-------- RECORDED DATA --------

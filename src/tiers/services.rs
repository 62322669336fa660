use anyhow::Context;
use tracing::{info, warn};

use super::{
    dto::{NewTier, PatchTierRequest},
    repo,
    repo_types::{SupportTier, TierChanges, TierId},
};
use crate::{
    error::{AppError, AppResult},
    petitions::{repo as petitions_repo, repo_types::PetitionId},
    policy::{self, authorize, Capability, Resource},
    state::AppState,
    users::repo_types::UserId,
};

pub fn validate_new_tier(tier: &NewTier) -> AppResult<()> {
    if tier.title.trim().is_empty() {
        return Err(AppError::bad_request("support tier title must not be empty"));
    }
    if tier.cost < 0 {
        return Err(AppError::bad_request("support tier cost must not be negative"));
    }
    Ok(())
}

/// Fields of `req` that are supplied and differ from `current`.
pub fn diff_tier(current: &SupportTier, req: &PatchTierRequest) -> AppResult<TierChanges> {
    let mut changes = TierChanges::default();
    if let Some(title) = req.title.as_deref() {
        if title.trim().is_empty() {
            return Err(AppError::bad_request("support tier title must not be empty"));
        }
        if title != current.title {
            changes.title = Some(title.to_string());
        }
    }
    if let Some(description) = req.description.as_deref() {
        if description != current.description {
            changes.description = Some(description.to_string());
        }
    }
    if let Some(cost) = req.cost {
        if cost < 0 {
            return Err(AppError::bad_request("support tier cost must not be negative"));
        }
        if cost != current.cost {
            changes.cost = Some(cost);
        }
    }
    Ok(changes)
}

fn find_tier(tiers: &[SupportTier], tier_id: TierId) -> AppResult<&SupportTier> {
    tiers
        .iter()
        .find(|t| t.id == tier_id)
        .ok_or_else(|| AppError::not_found(format!("no support tier with id {tier_id}")))
}

pub async fn add(
    st: &AppState,
    actor: UserId,
    petition_id: PetitionId,
    tier: NewTier,
) -> AppResult<TierId> {
    let mut tx = st.db.begin().await.context("begin tx")?;
    let petition = petitions_repo::lock(&mut *tx, petition_id).await?;
    authorize(actor, Resource::Petition { owner_id: petition.owner_id }, Capability::Modify)?;
    validate_new_tier(&tier)?;

    let existing = repo::list_by_petition(&mut *tx, petition_id).await?;
    policy::check_tier_addable(&existing, &tier.title)?;

    let id = repo::insert(&mut *tx, petition_id, &tier.title, &tier.description, tier.cost).await?;
    tx.commit().await.context("commit tx")?;
    info!(petition_id, tier_id = id, "support tier added");
    Ok(id)
}

pub async fn edit(
    st: &AppState,
    actor: UserId,
    petition_id: PetitionId,
    tier_id: TierId,
    req: PatchTierRequest,
) -> AppResult<()> {
    let mut tx = st.db.begin().await.context("begin tx")?;
    let petition = petitions_repo::lock(&mut *tx, petition_id).await?;
    authorize(actor, Resource::Petition { owner_id: petition.owner_id }, Capability::Modify)?;

    let tiers = repo::list_by_petition(&mut *tx, petition_id).await?;
    let current = find_tier(&tiers, tier_id)?;
    policy::check_tier_unsupported(repo::count_supporters(&mut *tx, tier_id).await?)?;

    let changes = diff_tier(current, &req)?;
    if let Some(title) = changes.title.as_deref() {
        policy::check_tier_title_free(&tiers, Some(tier_id), title)?;
    }
    if changes.is_empty() {
        return Ok(());
    }
    repo::update(&mut *tx, tier_id, &changes).await?;
    tx.commit().await.context("commit tx")?;
    info!(petition_id, tier_id, "support tier updated");
    Ok(())
}

pub async fn delete(
    st: &AppState,
    actor: UserId,
    petition_id: PetitionId,
    tier_id: TierId,
) -> AppResult<()> {
    let mut tx = st.db.begin().await.context("begin tx")?;
    let petition = petitions_repo::lock(&mut *tx, petition_id).await?;
    authorize(actor, Resource::Petition { owner_id: petition.owner_id }, Capability::Modify)?;

    let tiers = repo::list_by_petition(&mut *tx, petition_id).await?;
    find_tier(&tiers, tier_id)?;
    policy::check_tier_unsupported(repo::count_supporters(&mut *tx, tier_id).await?)?;
    if let Err(e) = policy::check_tier_removable(tiers.len()) {
        warn!(petition_id, tier_id, "refusing to remove last support tier");
        return Err(e);
    }

    repo::delete(&mut *tx, tier_id).await?;
    tx.commit().await.context("commit tx")?;
    info!(petition_id, tier_id, "support tier deleted");
    Ok(())
}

--------

### REQUIRED ACTION
Repeat each record above precisely as written.

### RESULT OF THE TASK
filename src/tiers/services.rs
repository 62322669336fa660
use anyhow::Context;
use tracing::{info, warn};

use super::{
    dto::{NewTier, PatchTierRequest},
    repo,
    repo_types::{SupportTier, TierChanges, TierId},
};
use crate::{
    error::{AppError, AppResult},
    petitions::{repo as petitions_repo, repo_types::PetitionId},
    policy::{self, authorize, Capability, Resource},
    state::AppState,
    users::repo_types::UserId,
};

pub fn validate_new_tier(tier: &NewTier) -> AppResult<()> {
    if tier.title.trim().is_empty() {
        return Err(AppError::bad_request("support tier title must not be empty"));
    }
    if tier.cost < 0 {
        return Err(AppError::bad_request("support tier cost must not be negative"));
    }
    Ok(())
}

/// Fields of `req` that are supplied and differ from `current`.
pub fn diff_tier(current: &SupportTier, req: &PatchTierRequest) -> AppResult<TierChanges> {
    let mut changes = TierChanges::default();
    if let Some(title) = req.title.as_deref() {
        if title.trim().is_empty() {
            return Err(AppError::bad_request("support tier title must not be empty"));
        }
        if title != current.title {
            changes.title = Some(title.to_string());
        }
    }
    if let Some(description) = req.description.as_deref() {
        if description != current.description {
            changes.description = Some(description.to_string());
        }
    }
    if let Some(cost) = req.cost {
        if cost < 0 {
            return Err(AppError::bad_request("support tier cost must not be negative"));
        }
        if cost != current.cost {
            changes.cost = Some(cost);
        }
    }
    Ok(changes)
}

fn find_tier(tiers: &[SupportTier], tier_id: TierId) -> AppResult<&SupportTier> {
    tiers
        .iter()
        .find(|t| t.id == tier_id)
        .ok_or_else(|| AppError::not_found(format!("no support tier with id {tier_id}")))
}

pub async fn add(
    st: &AppState,
    actor: UserId,
    petition_id: PetitionId,
    tier: NewTier,
) -> AppResult<TierId> {
    let mut tx = st.db.begin().await.context("begin tx")?;
    let petition = petitions_repo::lock(&mut *tx, petition_id).await?;
    authorize(actor, Resource::Petition { owner_id: petition.owner_id }, Capability::Modify)?;
    validate_new_tier(&tier)?;

    let existing = repo::list_by_petition(&mut *tx, petition_id).await?;
    policy::check_tier_addable(&existing, &tier.title)?;

    let id = repo::insert(&mut *tx, petition_id, &tier.title, &tier.description, tier.cost).await?;
    tx.commit().await.context("commit tx")?;
    info!(petition_id, tier_id = id, "support tier added");
    Ok(id)
}

pub async fn edit(
    st: &AppState,
    actor: UserId,
    petition_id: PetitionId,
    tier_id: TierId,
    req: PatchTierRequest,
) -> AppResult<()> {
    let mut tx = st.db.begin().await.context("begin tx")?;
    let petition = petitions_repo::lock(&mut *tx, petition_id).await?;
    authorize(actor, Resource::Petition { owner_id: petition.owner_id }, Capability::Modify)?;

    let tiers = repo::list_by_petition(&mut *tx, petition_id).await?;
    let current = find_tier(&tiers, tier_id)?;
    policy::check_tier_unsupported(repo::count_supporters(&mut *tx, tier_id).await?)?;

    let changes = diff_tier(current, &req)?;
    if let Some(title) = changes.title.as_deref() {
        policy::check_tier_title_free(&tiers, Some(tier_id), title)?;
    }
    if changes.is_empty() {
        return Ok(());
    }
    repo::update(&mut *tx, tier_id, &changes).await?;
    tx.commit().await.context("commit tx")?;
    info!(petition_id, tier_id, "support tier updated");
    Ok(())
}

pub async fn delete(
    st: &AppState,
    actor: UserId,
    petition_id: PetitionId,
    tier_id: TierId,
) -> AppResult<()> {
    let mut tx = st.db.begin().await.context("begin tx")?;
    let petition = petitions_repo::lock(&mut *tx, petition_id).await?;
    authorize(actor, Resource::Petition { owner_id: petition.owner_id }, Capability::Modify)?;

    let tiers = repo::list_by_petition(&mut *tx, petition_id).await?;
    find_tier(&tiers, tier_id)?;
    policy::check_tier_unsupported(repo::count_supporters(&mut *tx, tier_id).await?)?;
    if let Err(e) = policy::check_tier_removable(tiers.len()) {
        warn!(petition_id, tier_id, "refusing to remove last support tier");
        return Err(e);
    }

    repo::delete(&mut *tx, tier_id).await?;
    tx.commit().await.context("commit tx")?;
    info!(petition_id, tier_id, "support tier deleted");
    Ok(())
}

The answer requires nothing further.